The CDC’s Advisory Committee on Immunization Practices voted 8-3 on Dec. 5 to end the long-standing universal newborn hepatitis B vaccine recommendation and replace it with a maternal-test–based, parent-choice approach (a panel whose members were appointed by HHS Secretary Robert F. Kennedy Jr.), arguing that routine prenatal testing makes a universal birth dose unnecessary; public-health experts sharply disagree, warning that testing gaps, false negatives and routine clinical breakdowns will leave infants unprotected, reverse decades of progress that cut pediatric hepatitis B infections by >99%, worsen disparities in immigrant communities, and could lead to an estimated >1,400 preventable infections and ~300 additional liver cancers per year if the first dose is delayed—a shift that also signals broader risks to vaccine policy, public trust and long-term healthcare costs.

Analysis

On Dec. 5 the CDC Advisory Committee on Immunization Practices voted 8-3 to end the universal newborn hepatitis B vaccine recommendation and replace it with a maternal-test–based, parent-choice approach; under the new guidance only infants of mothers who test positive would automatically receive the birth dose while others could delay until two months.
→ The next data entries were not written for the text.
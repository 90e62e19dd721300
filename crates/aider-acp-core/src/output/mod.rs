//! Output classification for aider's text stream.
//!
//! # Components
//! - [`Classifier`]: streaming line classifier (metadata, prompts, fences, message text)
//! - [`EditScanner`]: search/replace edit envelope extraction

mod classifier;
mod edits;

pub use classifier::{classify, format_info, Classifier};
pub use edits::{EditScanner, ScanOutcome};
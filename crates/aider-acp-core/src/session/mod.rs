//! Process session management.
//!
//! Drives one aider child process as a sequence of turns: a command goes in,
//! output accumulates until the idle prompt returns, and the accumulated text
//! becomes the turn result. Startup confirmation prompts are intercepted
//! before the first turn.
//!
//! # Components
//!
//! - `manager`: process lifecycle, state machine, event broadcasting
//! - `turn`: turn boundary and confirmation detection over the output stream

mod manager;
mod turn;

pub use manager::{
    AiderOptions, AiderSession, CompletedTurn, SessionError, SessionEvent, StreamSource,
    TurnTicket,
};
pub use turn::{strip_command_echo, TurnDetector, TurnSignal, GITIGNORE_CONFIRMATION, READY_PROMPT};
The panel was appointed by HHS Secretary Robert F. Kennedy Jr., and ACIP also encouraged post-vaccination serology testing to be covered by insurance and debated reducing the third dose, a proposal clinicians warned lacks supportive data. Public-health experts highlighted concrete risks: testing has a window period and false negatives, clinical workflows routinely break down, and targeted approaches historically missed many infected mothers. The article cites that up to 2.4 million Americans live with hepatitis B, pediatric infections fell by more than 99% since the 1991 universal birth-dose policy, a 2024 CDC analysis estimated the schedule prevented over 6 million infections and nearly 1 million hospitalizations, and some researchers predict delaying the birth dose could yield >1,400 preventable infections and ~300 additional liver cancers annually. The decision raises both short-term policy and reputational volatility and long-term epidemiological risk; it is likely to shift demand dynamics for perinatal vaccination, increase reliance on prenatal testing and serology workflows, exacerbate disparities in immigrant communities, and create regulatory uncertainty around the childhood vaccine schedule.